The other database — the error database — stands as a kind of monument to the way the on-board shuttle group goes about its work. Here is recorded every single error ever made while writing or working on the software, going back almost 20 years. For every one of those errors, the database records when the error was discovered; what set of commands revealed the error; who discovered it; what activity was going on when it was discovered — testing, training, or flight. It tracks how the error was introduced into the program; how the error managed to slip past the filters set up at every stage to catch errors — why wasn’t it caught during design? during development inspections? during verification? Finally, the database records how the error was corrected, and whether similar errors might have slipped through the same holes.
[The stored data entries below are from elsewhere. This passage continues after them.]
use std::sync::Arc;
use std::time::Duration;

use futures_util::{SinkExt, StreamExt};
use tokio::io::{AsyncReadExt, AsyncWriteExt};
use tokio::net::{TcpListener, TcpStream};
use tokio_tungstenite::connect_async;
use tungstenite::http::StatusCode;
use tungstenite::protocol::Message as WsMessage;
use url::Url;

use super::http::{self, DebugApi, parse_interaction_query};
use super::message::{ClientFrame, decode};
use super::websocket;
use crate::actor::clock;
use crate::broker::message::TickerUpdate;
use crate::broker::publisher::{PublisherHandle, PublisherSnapshot};
use crate::broker::{Broker, Topic};
use crate::config::Settings;
use crate::debug::{InteractionQuery, Operation};
use crate::persistence::Persistence;

fn broker() -> Arc<Broker> {
    Arc::new(
        Broker::start(
            Settings::default(),
            Persistence::temporary().unwrap(),
            clock::system(),
        )
        .unwrap(),
    )
}

async fn wait_for_publisher(
    publisher: &PublisherHandle,
    done: impl Fn(&PublisherSnapshot) -> bool,
) -> PublisherSnapshot {
    for _ in 0..400 {
        let snapshot = publisher.snapshot().await.unwrap();
        if done(&snapshot) {
            return snapshot;
        }
        tokio::time::sleep(Duration::from_millis(5)).await;
    }
    panic!("publisher never settled");
}

async fn gateway(broker: Arc<Broker>) -> String {
    let listener = TcpListener::bind("127.0.0.1:0").await.unwrap();
    let addr = listener.local_addr().unwrap();
    tokio::spawn(websocket::serve(listener, broker));
    format!("ws://{addr}{}", websocket::GATEWAY_PATH)
}

#[test]
fn test_decode_frames() {
    assert_eq!(
        decode(WsMessage::text("aapl,msft")),
        ClientFrame::Topics("aapl,msft".into())
    );
    assert_eq!(
        decode(WsMessage::binary(b"googl".to_vec())),
        ClientFrame::Topics("googl".into())
    );
    assert_eq!(
        decode(WsMessage::binary(vec![0xff, 0xfe])),
        ClientFrame::Ignored
    );
    assert_eq!(decode(WsMessage::Ping(Vec::new().into())), ClientFrame::Ignored);
    assert_eq!(decode(WsMessage::Close(None)), ClientFrame::Close);
}

#[test]
fn test_parse_interaction_query() {
    let url = Url::parse(
        "http://localhost/debug/interactions?limit=5&componentId=abc&operation=distribute_ping&since=10",
    )
    .unwrap();
    let query = parse_interaction_query(&url).unwrap();
    assert_eq!(query.limit, Some(5));
    assert_eq!(query.component_id.as_deref(), Some("abc"));
    assert_eq!(query.operation, Some(Operation::DistributePing));
    assert_eq!(query.since, Some(10));

    let empty = Url::parse("http://localhost/debug/interactions").unwrap();
    assert_eq!(parse_interaction_query(&empty).unwrap(), InteractionQuery::default());

    let bad = Url::parse("http://localhost/debug/interactions?limit=lots").unwrap();
    assert!(parse_interaction_query(&bad).is_err());
    let bad = Url::parse("http://localhost/debug/interactions?operation=shout").unwrap();
    assert!(parse_interaction_query(&bad).is_err());
}

#[tokio::test]
async fn test_debug_routes() {
    let broker = broker();
    let api = DebugApi::new(broker.tracker().cloned(), None);

    let stats = api.route("GET", "/debug/stats").await;
    assert_eq!(stats.status, StatusCode::OK);
    assert!(stats.body.is_array());

    let overview = api.route("GET", "/debug/overview").await;
    assert_eq!(overview.status, StatusCode::OK);
    assert_eq!(overview.body["totalMessages"], 0);

    let timeline = api.route("GET", "/debug/timeline?minutes=2").await;
    assert_eq!(timeline.status, StatusCode::OK);

    assert_eq!(
        api.route("GET", "/debug/interactions?limit=x").await.status,
        StatusCode::BAD_REQUEST
    );
    assert_eq!(
        api.route("GET", "/debug/timeline?minutes=-1").await.status,
        StatusCode::BAD_REQUEST
    );
    assert_eq!(
        api.route("DELETE", "/debug/stats").await.status,
        StatusCode::METHOD_NOT_ALLOWED
    );
    assert_eq!(api.route("GET", "/nope").await.status, StatusCode::NOT_FOUND);
    assert_eq!(
        api.route("POST", "/feed").await.status,
        StatusCode::SERVICE_UNAVAILABLE
    );
}

#[tokio::test]
async fn test_debug_routes_without_tracker() {
    let api = DebugApi::default();
    let reply = api.route("GET", "/debug/stats").await;
    assert_eq!(reply.status, StatusCode::SERVICE_UNAVAILABLE);
    assert!(reply.body["error"].is_string());
}

#[tokio::test]
async fn test_debug_api_over_tcp() {
    let broker = broker();
    let api = Arc::new(DebugApi::new(broker.tracker().cloned(), None));
    let listener = TcpListener::bind("127.0.0.1:0").await.unwrap();
    let addr = listener.local_addr().unwrap();
    tokio::spawn(http::serve(listener, api));

    let mut stream = TcpStream::connect(addr).await.unwrap();
    stream
        .write_all(b"GET /debug/interactions?limit=3 HTTP/1.1\r\nHost: localhost\r\n\r\n")
        .await
        .unwrap();
    let mut raw = String::new();
    stream.read_to_string(&mut raw).await.unwrap();

    assert!(raw.starts_with("HTTP/1.1 200 OK\r\n"), "{raw}");
    assert!(raw.contains("Content-Type: application/json"));
    let (_, body) = raw.split_once("\r\n\r\n").unwrap();
    let body: serde_json::Value = serde_json::from_str(body).unwrap();
    assert!(body.is_array());

    let mut stream = TcpStream::connect(addr).await.unwrap();
    stream.write_all(b"GARBAGE\r\n\r\n").await.unwrap();
    let mut raw = String::new();
    stream.read_to_string(&mut raw).await.unwrap();
    assert!(raw.starts_with("HTTP/1.1 400"), "{raw}");
}

#[tokio::test]
async fn test_websocket_round_trip() {
    let broker = broker();
    let url = gateway(broker.clone()).await;
    let (mut ws, _) = connect_async(url.as_str()).await.unwrap();

    ws.send(WsMessage::text(" aapl , googl")).await.unwrap();
    let aapl = broker.publisher(&Topic::parse("AAPL").unwrap()).unwrap();
    wait_for_publisher(&aapl, |s| !s.subscribers.is_empty()).await;

    broker
        .publish(TickerUpdate {
            ticker: "AAPL".into(),
            value: 176.23,
        })
        .await
        .unwrap();

    let frame = ws.next().await.unwrap().unwrap();
    let value: serde_json::Value = serde_json::from_str(frame.to_text().unwrap()).unwrap();
    assert_eq!(value["content"]["ticker"], "AAPL");
    assert_eq!(value["content"]["value"], 176.23);
    assert_eq!(value["publisherId"], aapl.id.to_string());

    ws.close(None).await.unwrap();
    wait_for_publisher(&aapl, |s| s.subscribers.is_empty()).await;
}

#[tokio::test]
async fn test_websocket_rejects_other_paths() {
    let broker = broker();
    let url = gateway(broker).await.replace("/ws", "/elsewhere");
    assert!(connect_async(url.as_str()).await.is_err());
}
4. Don’t just fix the mistakes — fix whatever permitted the mistake. Importantly, the group avoids blaming people for errors. The process assumes blame – and it’s the process that is analyzed to discover why and how an error got through. At the same time, accountability is a team concept: no one person is ever solely responsible for writing or inspecting code. “You don’t get punished for making errors,” says Marjorie Seiter, a senior member of the technical staff. “If I make a mistake, and others reviewed my work, then I’m not alone. I’m not being blamed for this.”